• **Records from a data collection**:
+ + + + +

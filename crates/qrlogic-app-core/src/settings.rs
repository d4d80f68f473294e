// SPDX-License-Identifier: Apache-2.0
// © James Ross Ω FLYING•ROBOTS <https://github.com/flyingrobots>
//! Typed settings for the transport and the rule engine.
//!
//! Every field has a default, and missing fields in a stored blob fall
//! back to it, so older settings files keep loading.

use crate::config::SettingsError;
use qrlogic_engine::{Clock, RuleEngine, DEFAULT_DEBOUNCE, DEFAULT_LOG_CAPACITY};
use qrlogic_transport::{
    ChunkDecoder, ChunkEncoder, DEFAULT_CHUNK_BUDGET, DEFAULT_MIN_CHUNK_SIZE,
    DEFAULT_SESSION_TIMEOUT,
};
use serde::{Deserialize, Serialize};
use std::time::Duration;

/// All persisted settings.
#[derive(Debug, Clone, Default, PartialEq, Eq, Serialize, Deserialize)]
#[serde(default)]
pub struct Settings {
    /// Encoder and decoder parameters.
    pub transport: TransportSettings,
    /// Rule engine parameters.
    pub engine: EngineSettings,
}

/// Transport parameters.
#[derive(Debug, Clone, PartialEq, Eq, Serialize, Deserialize)]
#[serde(default)]
pub struct TransportSettings {
    /// Per-frame budget in bytes.
    pub chunk_budget: usize,
    /// Data floor per chunk when the budget cannot cover the framing.
    pub min_chunk_size: usize,
    /// Seconds a collecting session may go without a new chunk.
    pub session_timeout_secs: u64,
}

impl Default for TransportSettings {
    fn default() -> Self {
        Self {
            chunk_budget: DEFAULT_CHUNK_BUDGET,
            min_chunk_size: DEFAULT_MIN_CHUNK_SIZE,
            session_timeout_secs: DEFAULT_SESSION_TIMEOUT.as_secs(),
        }
    }
}

/// Rule engine parameters.
#[derive(Debug, Clone, PartialEq, Eq, Serialize, Deserialize)]
#[serde(default)]
pub struct EngineSettings {
    /// Debounce window in milliseconds.
    pub debounce_ms: u64,
    /// Event log entries retained.
    pub log_capacity: usize,
}

impl Default for EngineSettings {
    fn default() -> Self {
        Self {
            debounce_ms: u64::try_from(DEFAULT_DEBOUNCE.as_millis()).unwrap_or(u64::MAX),
            log_capacity: DEFAULT_LOG_CAPACITY,
        }
    }
}

impl Settings {
    /// Reject values the transport or engine cannot work with.
    pub fn validate(&self) -> Result<(), SettingsError> {
        let invalid = |field, reason| Err(SettingsError::Invalid { field, reason });
        if self.transport.chunk_budget == 0 {
            return invalid("transport.chunk_budget", "must be greater than zero");
        }
        if self.transport.min_chunk_size == 0 {
            return invalid("transport.min_chunk_size", "must be greater than zero");
        }
        if self.transport.session_timeout_secs == 0 {
            return invalid("transport.session_timeout_secs", "must be greater than zero");
        }
        if self.engine.log_capacity == 0 {
            return invalid("engine.log_capacity", "must be greater than zero");
        }
        Ok(())
    }

    /// Encoder configured from these settings.
    pub fn encoder(&self) -> ChunkEncoder {
        ChunkEncoder::new(self.transport.chunk_budget)
            .with_min_chunk_size(self.transport.min_chunk_size)
    }

    /// Decoder configured from these settings.
    pub fn decoder(&self) -> ChunkDecoder {
        ChunkDecoder::new()
            .with_session_timeout(Duration::from_secs(self.transport.session_timeout_secs))
    }

    /// Rule engine configured from these settings.
    pub fn engine<C: Clock>(&self, clock: C) -> RuleEngine<C> {
        RuleEngine::new(clock)
            .with_debounce(Duration::from_millis(self.engine.debounce_ms))
            .with_log_capacity(self.engine.log_capacity)
    }
}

+ + + + +

• **TASK ITEM**: Using the data above, transcribe the lines that run from the line with "if self.transport.chunk_budget == 0" to the line with "if self.engine.log_capacity == 0", both ends kept, and output nothing else.

• **ANSWER SPACE**:
        if self.transport.chunk_budget == 0 {
            return invalid("transport.chunk_budget", "must be greater than zero");
        }
        if self.transport.min_chunk_size == 0 {
            return invalid("transport.min_chunk_size", "must be greater than zero");
        }
        if self.transport.session_timeout_secs == 0 {
            return invalid("transport.session_timeout_secs", "must be greater than zero");
        }
        if self.engine.log_capacity == 0 {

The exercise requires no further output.